Ese frío, claro, pensó Shimamura. Barracas dispersas que quizás habían sido vagones-dormitorio ocupaban la ladera congelada de la montaña. El blanco de la nieve se fundía en la oscuridad antes de posarse sobre los techos.

—Soy Yoko. ¿Cómo está usted? —dijo la muchacha.

—Yoko, claro. ¿De regreso? Ha comenzado el frío.

—Sé que mi hermano ha venido a trabajar aquí. Gracias por todo lo que ha hecho por él.

—La soledad se le hará dura. No es el mejor lugar para un muchacho como él.

—Es una criatura aún. Pero usted le enseñará lo que haga falta.

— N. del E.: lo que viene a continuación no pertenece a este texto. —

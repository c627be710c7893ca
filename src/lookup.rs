//! Track to ISRC lookup loader.
//!
//! Reads a track export CSV and keeps the `track`, `artist` and `isrc`
//! columns as an `isrc_lookup` table for the relational store.

use std::io::Read;
use std::path::Path;

use csv::ReaderBuilder;
use tracing::info;

use crate::error::{PipelineError, Result};
use crate::models::{Table, Value};
use crate::schema::isrc_lookup;
use crate::validation::InputValidator;

/// Load the lookup table from a CSV file
pub fn load_isrc_csv(path: &Path) -> Result<Table> {
    InputValidator::validate_source_path(path)?;
    let file = std::fs::File::open(path)?;
    let table = read_isrc(file)?;
    info!(path = %path.display(), rows = table.len(), "Loaded ISRC lookup rows");
    Ok(table)
}

/// Read the lookup columns from any CSV reader.
///
/// Other columns are ignored; empty fields become nulls.
pub fn read_isrc<R: Read>(reader: R) -> Result<Table> {
    let mut reader = ReaderBuilder::new().from_reader(reader);
    let headers = reader.headers()?.clone();
    let wanted = [isrc_lookup::TRACK, isrc_lookup::ARTIST, isrc_lookup::ISRC];
    let indices = wanted
        .iter()
        .map(|column| {
            headers
                .iter()
                .position(|header| header.trim() == *column)
                .ok_or_else(|| PipelineError::MalformedInput(format!("ISRC file has no {column} column")))
        })
        .collect::<Result<Vec<_>>>()?;

    let mut table = Table::new(isrc_lookup::TABLE, wanted.iter().map(ToString::to_string).collect());
    for record in reader.records() {
        let record = record?;
        let row = indices
            .iter()
            .map(|&index| match record.get(index) {
                Some(field) if !field.is_empty() => Value::from(field),
                _ => Value::Null,
            })
            .collect();
        table.rows.push(row);
    }
    Ok(table)
}
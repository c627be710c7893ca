//! CSV export of output tables.
//!
//! Every table is written to `<output_dir>/<table>.csv` with a header row.
//! Nulls become empty fields and timestamps use the crate-wide
//! [`TIMESTAMP_FORMAT`](crate::models::TIMESTAMP_FORMAT).

use std::fs::{create_dir_all, File};
use std::io::BufWriter;
use std::path::{Path, PathBuf};

use csv::Writer;
use tracing::{debug, info};

use crate::error::Result;
use crate::models::Table;
use crate::repository::TableSink;
use crate::validation::InputValidator;

/// Writes each table to its own CSV file
#[derive(Debug, Clone)]
pub struct CsvTableWriter {
    output_dir: PathBuf,
    written: Vec<PathBuf>,
}

impl CsvTableWriter {
    /// Writer rooted at `output_dir`; the directory is created on first write
    pub fn new(output_dir: &Path) -> Result<Self> {
        InputValidator::validate_output_dir(output_dir)?;
        Ok(Self {
            output_dir: output_dir.to_path_buf(),
            written: Vec::new(),
        })
    }

    /// File a table is written to
    #[must_use]
    pub fn path_for(&self, table: &str) -> PathBuf {
        self.output_dir.join(format!("{table}.csv"))
    }

    /// Files written so far
    #[must_use]
    pub fn written(&self) -> &[PathBuf] {
        &self.written
    }
}

impl TableSink for CsvTableWriter {
    fn write_tables(&mut self, tables: &[Table]) -> Result<()> {
        create_dir_all(&self.output_dir)?;
        for table in tables {
            let path = self.path_for(&table.name);
            write_table_csv(table, &path)?;
            debug!(table = %table.name, rows = table.len(), path = %path.display(), "Wrote table");
            self.written.push(path);
        }
        info!(tables = tables.len(), dir = %self.output_dir.display(), "Exported tables to CSV");
        Ok(())
    }
}

/// Write one table to a CSV file, header first.
///
/// # Errors
///
/// Returns an error if file creation or writing fails.
pub fn write_table_csv(table: &Table, file_path: &Path) -> Result<()> {
    let file = File::create(file_path)?;
    let mut writer = Writer::from_writer(BufWriter::new(file));

    writer.write_record(&table.columns)?;
    for row in &table.rows {
        writer.write_record(row.iter().map(ToString::to_string))?;
    }

    writer.flush()?;
    Ok(())
}

#[cfg(test)]
mod tests {
    use super::*;
    use crate::models::Value;
    use tempfile::TempDir;

    #[test]
    fn test_write_table_csv() {
        let temp_dir = TempDir::new().expect("temp dir");
        let path = temp_dir.path().join("artists.csv");
        let mut table = Table::new("artists", vec!["id".to_string(), "name".to_string()]);
        table.rows.push(vec![Value::Integer(1), Value::from("Adele")]);
        table.rows.push(vec![Value::Integer(2), Value::Null]);

        write_table_csv(&table, &path).expect("write");
        let content = std::fs::read_to_string(&path).expect("read");
        assert_eq!(content, "id,name\n1,Adele\n2,\n");
    }

    #[test]
    fn test_writer_creates_directory() {
        let temp_dir = TempDir::new().expect("temp dir");
        let out = temp_dir.path().join("nested").join("out");
        let mut writer = CsvTableWriter::new(&out).expect("writer");
        let table = Table::new("playlists", vec!["id".to_string()]);
        writer.write_tables(&[table]).expect("write");
        assert!(out.join("playlists.csv").exists());
        assert_eq!(writer.written().len(), 1);
    }
}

—Va bien por el momento. Estaremos más ocupados, con la nieve. El año pasado tuvimos tanta que las avalanchas detenían todos los trenes y el pueblo entero debió cocinar para los pasajeros demorados.

—Veo que está bien abrigado. Mi hermano me decía en su carta que ni siquiera usaba manga larga aún.

—Sólo me mantengo en calor si llevo cuatro capas de abrigo. Pero los jóvenes son así. Con los primeros fríos, prefieren beber que arroparse. Y, cuando se quieren dar cuenta, ya están en cama con fiebre —dijo el guarda y señaló con su linterna en dirección a las barracas.

—¿Mi hermano bebe?

—No que yo sepa.

—¿Está usted volviendo a casa?

—No. Tuve un pequeño accidente que me obliga a ver al doctor.

—Cuídese, por favor.

El guarda se cerró aún más el gabán que llevaba sobre el kimono y echó a andar. Por encima de su hombro dijo:

—Usted también.

—Si ve a mi hermano, dígale que se porte bien —agregó la muchacha cuando el guarda se alejaba. Su voz era tan dulce que daba tristeza que reverberara en la noche helada—. Y dígale también que venga a visitarme cuando tenga un día libre —agregó cuando el tren, ya en movimiento, pasó junto al hombre que caminaba al lado de las vías.

—Se lo diré —dijo la voz del guarda desde la oscuridad.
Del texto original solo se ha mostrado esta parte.